Pelajaran yang dapat diambil dari keempat sifat di atas adalah : (1) Karena tidak semua benda berhubungan erat dengan sesuatu yang lain, maka tidak perlu untuk mengetahui semua benda. Bagaimanapun, ada kebutuhan untuk menentukan hubungan-hubungan yang penting. (2) Ciri-ciri struktural (ukuran, distribusi, yang saling berhubungan) lebih penting untuk diukur daripada jumlah. (3) Perubahan suatu variabel (misal, suatu populasi) bisa membawa dampak yang tak diharapkan di tempat yang sama dan mungkin memutuskan beberapa macam hubungan. (4) Peristiwa yang terjadi di suatu tempat dapat muncul kembali sebagai dampak di tempat yang lain. (5) Monitoring variabel yang sebenarnya tidak perlu dimonitor tampaknya dapat menunjukkan bahwa tidak terjadi perubahan walaupun sebenarnya perubahan drastis akan segera terjadi. (6) Dampak tidak harus segera terjadi dan berlangsung pelan-pelan; mereka dapat muncul mendadak beberapa kali setelah suatu peristiwa. (7) Variabilitas sistem ekologi, yang mencakup perusakan besar yang kadang-kadang terjadi, memberikan semacam sistem monitoring-diri yang mempertahankan daya lenting (resilience). Kebijakan yang menyebabkan penurunan variabitias dalam ruang dan waktu, sekalipun dalam rangka memperbaiki kualitas lingkungan, harus dicegah. (8) Banyak metode prakiraan dampak (misal, cost-benefit analysis/analisa manfaat-biaya, input-output, matriks dampak silang, metode linier) berasumsi bahwa tak satu pun dari hal-hal di atas yang terjadi atau, paling tidak, tak satu pun yang penting.

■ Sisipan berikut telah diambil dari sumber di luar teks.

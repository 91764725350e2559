//! Static endpoint table.
//!
//! Every endpoint is registered once under a unique lower-case name and
//! tagged with its argument shape, or as a content endpoint whose reply is
//! followed by a raw byte stream. Lookup is case-insensitive.

use std::sync::Arc;

use futures::future::{BoxFuture, FutureExt};
use ndkw_core::EventKind;
use serde::de::DeserializeOwned;
use serde::Serialize;
use serde_json::Value;
use uuid::Uuid;

use crate::controller::{ContentBody, Controller, StartRecordingArgs};
use crate::error::DispatchError;

/// What a handler produced.
pub enum Reply {
    Empty,
    Value(Value),
    Content(ContentBody),
}

pub type HandlerFuture = BoxFuture<'static, Result<Reply, DispatchError>>;
pub type ContentFuture = BoxFuture<'static, Result<ContentBody, DispatchError>>;

#[derive(Clone, Copy)]
pub enum Handler {
    NoArg(fn(Arc<Controller>) -> HandlerFuture),
    OneArg(fn(Arc<Controller>, Value) -> HandlerFuture),
    /// Takes no argument; the reply announces a length and streams the body.
    Content(fn(Arc<Controller>) -> ContentFuture),
}

pub struct Endpoint {
    pub name: &'static str,
    pub handler: Handler,
}

pub static ENDPOINTS: &[Endpoint] = &[
    Endpoint { name: "start-recording", handler: Handler::OneArg(start_recording) },
    Endpoint { name: "stop-recording", handler: Handler::NoArg(stop_recording) },
    Endpoint { name: "get-status", handler: Handler::NoArg(get_status) },
    Endpoint { name: "get-recording-devices", handler: Handler::NoArg(get_recording_devices) },
    Endpoint { name: "get-max-duration", handler: Handler::NoArg(get_max_duration) },
    Endpoint { name: "get-devices", handler: Handler::NoArg(get_devices) },
    Endpoint { name: "find-device", handler: Handler::OneArg(find_device) },
    Endpoint { name: "save-as-ndkw", handler: Handler::Content(save_as_ndkw) },
    Endpoint { name: "add-to-queue", handler: Handler::NoArg(add_to_queue) },
    Endpoint { name: "delete-from-queue", handler: Handler::OneArg(delete_from_queue) },
    Endpoint { name: "get-queue", handler: Handler::NoArg(get_queue) },
    Endpoint { name: "event-status-changed", handler: Handler::NoArg(event_status_changed) },
    Endpoint { name: "event-devices-changed", handler: Handler::NoArg(event_devices_changed) },
    Endpoint { name: "event-queue-changed", handler: Handler::NoArg(event_queue_changed) },
    Endpoint { name: "wait-until-start", handler: Handler::NoArg(wait_until_start) },
    Endpoint { name: "wait-until-stop", handler: Handler::NoArg(wait_until_stop) },
];

pub fn lookup(name: &str) -> Option<&'static Endpoint> {
    ENDPOINTS.iter().find(|e| e.name.eq_ignore_ascii_case(name))
}

impl Endpoint {
    /// Run the handler with the raw argument text of the request.
    pub fn call(&self, controller: Arc<Controller>, argument: Option<&str>) -> HandlerFuture {
        let argument = argument.map(str::trim).filter(|a| !a.is_empty());
        match (self.handler, argument) {
            (Handler::NoArg(handler), None) => handler(controller),
            (Handler::Content(handler), None) => {
                let body = handler(controller);
                async move { body.await.map(Reply::Content) }.boxed()
            }
            (Handler::NoArg(_) | Handler::Content(_), Some(_)) => {
                let name = self.name;
                async move { Err(DispatchError::InvalidInput(format!("{} takes no argument", name))) }.boxed()
            }
            (Handler::OneArg(handler), Some(text)) => match serde_json::from_str::<Value>(text) {
                Ok(value) => handler(controller, value),
                Err(e) => {
                    let message = format!("argument is not valid JSON: {}", e);
                    async move { Err(DispatchError::InvalidInput(message)) }.boxed()
                }
            },
            (Handler::OneArg(_), None) => {
                let name = self.name;
                async move { Err(DispatchError::InvalidInput(format!("{} requires an argument", name))) }.boxed()
            }
        }
    }
}

fn argument<T: DeserializeOwned>(value: Value) -> Result<T, DispatchError> {
    serde_json::from_value(value).map_err(|e| DispatchError::InvalidInput(e.to_string()))
}

fn json<T: Serialize>(value: T) -> Result<Reply, DispatchError> {
    serde_json::to_value(value)
        .map(Reply::Value)
        .map_err(|e| DispatchError::Internal(format!("serialize reply: {}", e)))
}

fn start_recording(c: Arc<Controller>, arg: Value) -> HandlerFuture {
    async move {
        let args: StartRecordingArgs = argument(arg)?;
        c.start_recording(args).await?;
        Ok(Reply::Empty)
    }
    .boxed()
}

fn stop_recording(c: Arc<Controller>) -> HandlerFuture {
    async move {
        c.stop_recording().await?;
        Ok(Reply::Empty)
    }
    .boxed()
}

fn get_status(c: Arc<Controller>) -> HandlerFuture {
    async move { json(c.status().await?) }.boxed()
}

fn get_recording_devices(c: Arc<Controller>) -> HandlerFuture {
    async move { json(c.recording_devices().await?) }.boxed()
}

fn get_max_duration(c: Arc<Controller>) -> HandlerFuture {
    async move { json(c.max_duration().await?.as_secs_f64()) }.boxed()
}

fn get_devices(c: Arc<Controller>) -> HandlerFuture {
    async move { json(c.devices().await?) }.boxed()
}

fn find_device(c: Arc<Controller>, arg: Value) -> HandlerFuture {
    async move {
        let id: String = argument(arg)?;
        json(c.find_device(id).await?)
    }
    .boxed()
}

fn save_as_ndkw(c: Arc<Controller>) -> ContentFuture {
    async move { c.save_as_ndkw().await }.boxed()
}

fn add_to_queue(c: Arc<Controller>) -> HandlerFuture {
    async move { json(c.add_to_queue().await?) }.boxed()
}

fn delete_from_queue(c: Arc<Controller>, arg: Value) -> HandlerFuture {
    async move {
        let ids: Vec<Uuid> = argument(arg)?;
        c.delete_from_queue(ids).await?;
        Ok(Reply::Empty)
    }
    .boxed()
}

fn get_queue(c: Arc<Controller>) -> HandlerFuture {
    async move { json(c.queue().await?) }.boxed()
}

fn event(c: Arc<Controller>, kind: EventKind) -> HandlerFuture {
    async move {
        c.next_event(kind).await?;
        Ok(Reply::Empty)
    }
    .boxed()
}

fn event_status_changed(c: Arc<Controller>) -> HandlerFuture {
    event(c, EventKind::StatusChanged)
}

fn event_devices_changed(c: Arc<Controller>) -> HandlerFuture {
    event(c, EventKind::DevicesChanged)
}

fn event_queue_changed(c: Arc<Controller>) -> HandlerFuture {
    event(c, EventKind::QueueChanged)
}

fn wait_until_start(c: Arc<Controller>) -> HandlerFuture {
    async move {
        c.wait_until_recording(true).await?;
        Ok(Reply::Empty)
    }
    .boxed()
}

fn wait_until_stop(c: Arc<Controller>) -> HandlerFuture {
    async move {
        c.wait_until_recording(false).await?;
        Ok(Reply::Empty)
    }
    .boxed()
}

Prakiraan lingkungan seharusnya berdasarkan penelitian, jadi bukan ramalan satu-waktu terhadap input. Prakiraan seharusnya dilanjutkan selama dan sesudah proyek berlangsung.

Lembaga manajemen lingkungan harus mempertahankan korespondensifannya terhadap perubahan. Bila tidak dilakukan maka akan sulit menduga dengan tepat apa yang akan terjadi dan apa yang harus disiapkan untuk menghadapi sesuatu yang tidak diinginkan.

Baca juga Konsep-Konsep Ekologi Berkenaan Dengan Manajemen Ekosistem Pesisir

Semua keputusan yang berkaitan dengan oembangunan akan merubah lingkungan di masa datang sementara apa yang akan dilakukan terhadap lingkungan di masa datang tersebut sudah diputuskan sekarang. Prakiraan yang adaptif harus diajukan untuk mengidentifikasi secara de facto keputusan mendatang yang dipengaruhi oleh kegiatan pada masa kini. Fleksibilitas merupakan hal pokok yang harus diperhatikan agar pembangunan proyek dapat memberikan respon yang sesuai terhadap faktor-faktor ekologi. Keputusan permanen yang tak dapat diubah harus segera ditolak bila tak tersedia data dalam jumlah cukup.

Kita harus memilih sebuah analisa adaptif yang memanfaatkan berbagai teknik sehingga kita dapat memahami semua faktor secara menyeluruh.

Orang tidak dapat menerima suatu model, tatapi hanya dapat menolaknya dengan menguji kebenaran asumsi yang dipakainya serta menguji seberapa jauh hasil dugaan menyimpang dari kenyataan.

Seharusnya ada interaksi terus-menerus antara ilmuwan dan manajer. Dialog diperlukan pada langkah awal untuk mengidentifikasi masalah kunci yang muncul dalam program manajemen atau pembangunan baru – apa yang bisa dilakukan di sana dan dalam skala waktu berapa lama ? Dialog pendahuluan seperti ini menjadi pedoman dalam studi lapang, analisa, penyusunan model, dan prakiraan dampak yang mungkin timbul akibat pembangunan atau alternatif lain strategi manajemen. Dialog harus terus dilanjutkan selama proses pembangunan berlangsung karena prakiraan dampak ketika proyek baru berjalan mengandung ketidakpastian. Komunikasi yang efektif adalah penting bila analisa lingkungan mempengaruhi pembuatan keputusan.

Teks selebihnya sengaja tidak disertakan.